Historically, the etiology of PE has been attributed to a variety of psychogenic causes including psychodynamic formulations from Dr James Semans in the 1950s, Dr Masters and Virginia Johnston in the 60s, and Helen Singer Kaplan in the 70s.
They all believed that PE was more or less either learned behaviour or a conditioned response caused by early sexual experiences – sexual experiences that were rushed and associated with anxiety.
It is true that this viewpoint has a compelling commonsense appeal: we all know that sexual experiences in adolescence and early adulthood can be furtive, hurried, and unsatisfactory.
We also know that they can be associated with a great deal of anxiety, since the social pressures on adolescents and young adults to be sexual, and to behave in a particular way, is considerable.
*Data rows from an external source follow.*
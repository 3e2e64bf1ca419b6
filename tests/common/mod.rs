//! In-memory transport shared by the integration tests

#![allow(dead_code)]

use async_trait::async_trait;
use std::sync::atomic::{AtomicBool, Ordering};
use std::sync::{Arc, Mutex, Once};
use tokio::sync::mpsc;

use parley_bot::application::errors::TransportError;
use parley_bot::application::SessionOptions;
use parley_bot::domain::entities::{ChatMessage, Credentials, Identity};
use parley_bot::domain::traits::{Transport, TransportEvent};

static INIT: Once = Once::new();

pub fn ensure_init() {
    INIT.call_once(|| {
        let _ = tracing_subscriber::fmt()
            .with_env_filter(tracing_subscriber::EnvFilter::from_default_env())
            .with_test_writer()
            .try_init();
    });
}

/// Records every outbound call; inbound events are pushed through `events()`
pub struct RecordingTransport {
    calls: Mutex<Vec<String>>,
    sent: Mutex<Vec<ChatMessage>>,
    accepted: Mutex<Vec<Identity>>,
    sender: mpsc::UnboundedSender<TransportEvent>,
    receiver: tokio::sync::Mutex<mpsc::UnboundedReceiver<TransportEvent>>,
    closed: AtomicBool,
    fail_auth: bool,
}

impl RecordingTransport {
    pub fn new() -> Arc<Self> {
        Self::build(false)
    }

    pub fn rejecting_auth() -> Arc<Self> {
        Self::build(true)
    }

    fn build(fail_auth: bool) -> Arc<Self> {
        let (sender, receiver) = mpsc::unbounded_channel();
        Arc::new(Self {
            calls: Mutex::new(Vec::new()),
            sent: Mutex::new(Vec::new()),
            accepted: Mutex::new(Vec::new()),
            sender,
            receiver: tokio::sync::Mutex::new(receiver),
            closed: AtomicBool::new(false),
            fail_auth,
        })
    }

    pub fn push(&self, event: TransportEvent) {
        self.sender.send(event).unwrap();
    }

    pub fn calls(&self) -> Vec<String> {
        self.calls.lock().unwrap().clone()
    }

    pub fn sent(&self) -> Vec<ChatMessage> {
        self.sent.lock().unwrap().clone()
    }

    pub fn sent_bodies(&self) -> Vec<String> {
        self.sent().into_iter().map(|m| m.body).collect()
    }

    pub fn accepted(&self) -> Vec<Identity> {
        self.accepted.lock().unwrap().clone()
    }

    pub fn is_closed(&self) -> bool {
        self.closed.load(Ordering::SeqCst)
    }

    fn record(&self, call: impl Into<String>) {
        self.calls.lock().unwrap().push(call.into());
    }
}

#[async_trait]
impl Transport for RecordingTransport {
    async fn connect(&self) -> Result<(), TransportError> {
        self.record("connect");
        Ok(())
    }

    async fn authenticate(&self, identity: &Identity, _credentials: &Credentials) -> Result<(), TransportError> {
        self.record(format!("authenticate {}", identity));
        if self.fail_auth {
            return Err(TransportError::Auth("bad password".to_string()));
        }
        Ok(())
    }

    async fn accept_subscription(&self, requester: &Identity) -> Result<(), TransportError> {
        self.record(format!("accept {}", requester));
        self.accepted.lock().unwrap().push(requester.clone());
        Ok(())
    }

    async fn send(&self, message: ChatMessage) -> Result<(), TransportError> {
        self.record(format!("send {}", message.to));
        self.sent.lock().unwrap().push(message);
        Ok(())
    }

    async fn announce_presence(&self, status: &str) -> Result<(), TransportError> {
        self.record(format!("announce {}", status));
        Ok(())
    }

    async fn next_event(&self) -> Option<TransportEvent> {
        if self.is_closed() {
            return None;
        }
        self.receiver.lock().await.recv().await
    }

    async fn close(&self) -> Result<(), TransportError> {
        self.record("close");
        self.closed.store(true, Ordering::SeqCst);
        Ok(())
    }
}

pub fn options() -> SessionOptions {
    SessionOptions {
        identity: Identity::parse("bot@example.com/home"),
        credentials: Credentials::new("secret"),
        display_name: "Robo".to_string(),
        bootstrap_handlers: vec![Identity::parse("builder@example.com/ci")],
    }
}
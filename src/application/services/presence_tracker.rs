use std::sync::Arc;
use tracing::{debug, info};

use crate::application::state::SessionState;
use crate::domain::entities::{Availability, Decision, Identity, PresenceStatus};

/// Tracks contact availability and decides on subscription requests
pub struct PresenceTracker {
    self_domain: String,
    state: Arc<SessionState>,
}

impl PresenceTracker {
    pub fn new(self_domain: impl Into<String>, state: Arc<SessionState>) -> Self {
        Self {
            self_domain: self_domain.into(),
            state,
        }
    }

    /// Accept requests from our own domain, leave everything else pending.
    /// The caller is responsible for confirming an accepted request on the
    /// transport.
    pub fn on_subscription_request(&self, requester: &Identity) -> Decision {
        if requester.domain() == self.self_domain {
            info!("Accepting subscription request from {}", requester);
            Decision::Accept
        } else {
            debug!("Ignoring subscription request from {}", requester);
            Decision::Ignore
        }
    }

    pub fn on_presence_change(&self, who: &Identity, available: bool) {
        let key = who.short();
        self.state.set_presence(&key, available);
        info!(
            "Presence: {} is {} ({} contacts online)",
            key,
            if available { "online" } else { "offline" },
            self.state.online_count()
        );
    }

    /// Wire-level entry point; unspecified availability is ignored.
    pub fn on_presence(&self, who: &Identity, availability: Availability) {
        match availability {
            Availability::Available => self.on_presence_change(who, true),
            Availability::Unavailable => self.on_presence_change(who, false),
            Availability::Unspecified => debug!("Ignoring presence without availability from {}", who),
        }
    }

    pub fn is_online(&self, who: &Identity) -> PresenceStatus {
        self.state.presence(&who.short()).into()
    }

    pub fn online_count(&self) -> usize {
        self.state.online_count()
    }
}
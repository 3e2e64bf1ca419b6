//! Application layer - Session logic
//! 
//! This layer contains:
//! - State: The guarded container shared by the event pump and the gateway
//! - Services: Presence tracking and the handler registry
//! - Messaging: Message classification and routing
//! - Session: Lifecycle of the one chat session
//! - Errors: Error taxonomy

pub mod errors;
pub mod messaging;
pub mod services;
pub mod session;
pub mod state;

pub use session::{SessionManager, SessionOptions};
Nonetheless although many of us feel that we know what premature ejaculation is, and maybe even what causes it, there is no hard evidence that specific psychological traits or personality styles are closely linked with rapid ejaculation.
However, we do know that depression and anxiety disorders can appear as sexual dysfunctions of some kind.
The essence of the problem is that it’s difficult to separate cause and effect as far as psychosocial events are concerned: for instance is a man ejaculating quickly because his relationship is in difficulties, or is it more likely that his tendency to ejaculate quickly will be the cause of relationship difficulties?
Another factor that is important in considering both the etiology and the treatment for premature ejaculation is the fact that the man is not in a sexual relationship in isolation.
While he may feel anxiety about sex and lowered self-confidence, together with the interruption of intimacy that premature ejaculation inevitably brings, his partner is most likely to be affected by the impact on her self-esteem.
She may, perhaps, conclude that her partner doesn’t care about her, or that he can’t be bothered to improve his sexual performance for her sake.
She may think then the relationship may not be important to him.
Obviously, therefore, the effect of premature ejaculation on not only the man, but also his partner, and the relationship as a whole, needs to be considered when determining an effective treatment strategy.
Perelman also observes that although there was a large early literature which proposed a wide range of psychological etiologies, significant evidence has accumulated in recent years of organic factors playing a role in the variability of male ejaculatory latency.
But is it surprising that a review of the literature reveals that male ejaculatory latency is distributed along a normal curve similar to many other human characteristics? Hardly.
The organic factors that have been proposed as accounting for this type of curve include central nervous system effects such as hypersensitivity of serotonin receptors, variability in sex hormone levels, variability in sexual “arousability”, a hypersensitive ejaculatory reflex, and even a theory that rapid ejaculation is actually the normal sexual male condition.
This latter suggestion arises from a historical perspective which suggests a male who copulated rapidly would be less at risk from predators than a male who took his time over reproduction.
Perelman observes that sexual therapy, in all its guises, can be effective as a treatment for premature ejaculation, but it does not work in all cases.
But from my experience this is more about the man’s determination to apply the techniques that he’s been given as a remedy for premature ejaculation rather than a reflection on the effectiveness of the techniques themselves.
It’s also important to note that sex therapy is actually an expensive and time-consuming business which may only be available for a certain class of individual.
It is also true, regardless of how many men have access to this therapy of this kind, that there are few scientific studies on effectiveness of rapid ejaculation treatment in the long term.